# [DATA TO PROCESS]
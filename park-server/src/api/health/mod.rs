//! Health API

use axum::{Json, Router, routing::get};
use serde::Serialize;

use crate::core::ServerState;
use crate::utils::{AppResponse, ok};

#[derive(Debug, Serialize)]
pub struct HealthResponse {
    pub status: &'static str,
    pub version: &'static str,
}

pub fn router() -> Router<ServerState> {
    Router::new().route("/api/health", get(health))
}

async fn health() -> Json<AppResponse<HealthResponse>> {
    ok(HealthResponse {
        status: "ok",
        version: env!("CARGO_PKG_VERSION"),
    })
}
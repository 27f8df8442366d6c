/// 获取当前 UTC 时间戳（毫秒）
pub fn now_millis() -> i64 {
    chrono::Utc::now().timestamp_millis()
}

/// Generate a Snowflake-style i64 resource ID.
///
/// 53 bits total so the value survives a round-trip through JavaScript's
/// Number: 41 bits of milliseconds since a custom epoch, 12 random bits to
/// separate ids minted in the same millisecond (plenty at single-admin
/// scale).
pub fn snowflake_id() -> i64 {
    use rand::Rng;
    const EPOCH_MS: i64 = 1_704_067_200_000; // 2024-01-01T00:00:00Z
    const TS_MASK: i64 = (1 << 41) - 1;
    const RAND_BITS: u32 = 12;

    let ts = (now_millis() - EPOCH_MS) & TS_MASK;
    let salt = rand::thread_rng().gen_range(0..(1i64 << RAND_BITS));
    (ts << RAND_BITS) | salt
}

#[cfg(test)]
mod tests {
    use super::*;

    #[test]
    fn test_snowflake_ids_are_time_ordered() {
        let a = snowflake_id();
        std::thread::sleep(std::time::Duration::from_millis(2));
        let b = snowflake_id();
        assert!(b > a);
    }

    #[test]
    fn test_snowflake_fits_js_safe_integer() {
        let id = snowflake_id();
        assert!(id > 0);
        assert!(id <= 0x1F_FFFF_FFFF_FFFF); // 2^53 - 1
    }
}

# [TASK OBJECTIVE]
Only the lines containing the string "salt" are needed; pull them out of the records.

# [OUTPUT]
    let salt = rand::thread_rng().gen_range(0..(1i64 << RAND_BITS));
    (ts << RAND_BITS) | salt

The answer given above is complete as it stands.